The brand has taken a light approach to promote its excellent dual-time wristwatch, doing justice to the brand founder’s sense of humour.

Watch advertisements usually err on the side of the conservative, serious side. That’s probably more true for the established Swiss brands, which want to convey a sober message that usually reflects the brand’s heritage and pedigree.

Fabergé has taken a bit of a lighter approach to their communications strategy for the Visionnaire DTZ. Not that the watch needs too much more exposure. It recently won the Travel Time Watch Prize at the Grand Prix d’Horlogerie de Genève, but I suppose it’s always good to build on the publicity momentum.

Fabergé's award-winning Visionnaire DTZ

In its latest ad, the brand has tried to channel its witty personality, and the message works to great effect. “Precise, mysterious, refined” I think those three words capture the Visionnaire DTZ quite well. They also happen to apply to the protagonist of the ad, the stylish Kirk Newman.

But the award-winning watch is also impressive on its own. It uses a self-winding movement designed exclusively for Fabergé by the Agenhor Manufacture. The movement allows a logical and intuitive method of displaying two timezones simultaneously.

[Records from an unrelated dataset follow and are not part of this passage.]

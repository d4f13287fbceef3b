use std::fs::{File, OpenOptions};
use std::io::Write;
use std::path::{Path, PathBuf};

use hasher::Hasher;
use tracing::{debug, warn};

use crate::entry_iter::{EntryIter, TombstoneIter};
use crate::error::SegmentError;
use crate::format::TombstoneEntry;
use crate::naming::{file_path, FileKind};

/// Append-only file of deletion markers.
///
/// Entries are written unbuffered so a delete is on disk (or in the page
/// cache, without `sync_writes`) when `append` returns, like data records.
pub struct TombstoneFile {
    id: u32,
    path: PathBuf,
    file: File,
    size: u64,
    sync_writes: bool,
    hasher: Hasher,
    buf: Vec<u8>,
}

impl std::fmt::Debug for TombstoneFile {
    fn fmt(&self, f: &mut std::fmt::Formatter<'_>) -> std::fmt::Result {
        f.debug_struct("TombstoneFile")
            .field("id", &self.id)
            .field("size", &self.size)
            .finish()
    }
}

impl TombstoneFile {
    /// Creates a new, empty `<id>.tombstone` in `dir`.
    pub fn create(
        dir: &Path,
        id: u32,
        hasher: Hasher,
        sync_writes: bool,
    ) -> Result<Self, SegmentError> {
        let path = file_path(dir, id, FileKind::Tombstone);
        let file = OpenOptions::new()
            .append(true)
            .create_new(true)
            .open(&path)?;
        debug!(file_id = id, "tombstone file created");
        Ok(Self {
            id,
            path,
            file,
            size: 0,
            sync_writes,
            hasher,
            buf: Vec::with_capacity(256),
        })
    }

    #[must_use]
    pub fn id(&self) -> u32 {
        self.id
    }

    #[must_use]
    pub fn path(&self) -> &Path {
        &self.path
    }

    #[must_use]
    pub fn size(&self) -> u64 {
        self.size
    }

    /// Opens `path` for a sequential scan.
    pub fn iter(path: &Path, file_id: u32) -> Result<TombstoneIter, SegmentError> {
        EntryIter::open(path, file_id)
    }

    pub fn append(&mut self, entry: &TombstoneEntry) -> Result<(), SegmentError> {
        entry.encode(&self.hasher, &mut self.buf)?;
        if let Err(e) = self.file.write_all(&self.buf) {
            if let Err(trunc) = self.file.set_len(self.size) {
                warn!(file_id = self.id, error = %trunc, "failed to discard partial tombstone");
            }
            return Err(e.into());
        }
        if self.sync_writes {
            self.file.sync_data()?;
        }
        self.size += self.buf.len() as u64;
        Ok(())
    }

    pub fn sync(&self) -> Result<(), SegmentError> {
        self.file.sync_all()?;
        Ok(())
    }
}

Fabergé's award-winning Visionnaire DTZ

The hours and minutes of the local timezone are presented using peripheral, open-worked hands that rotate around a raised dome located at the centre of the dial. The hour of the second timezone is viewed through a neat aperture at the centre of the dome, optically amplified for a bold finish.

And as a finishing touch, and in true Fabergé spirit, the Agenhor Manufacture created a peacock-shaped mechanic hidden within the movement, which pays homage to company founder’s signature element of surprise.

Apparently, Peter Carl Fabergé also had a penchant for humour, which was highlighted in his legendary creations of the past. After all, it takes a bit of a silly steak to create those famous Easter eggs using precious materials and gems. The irony there being that eggs will usually crack, one way or another.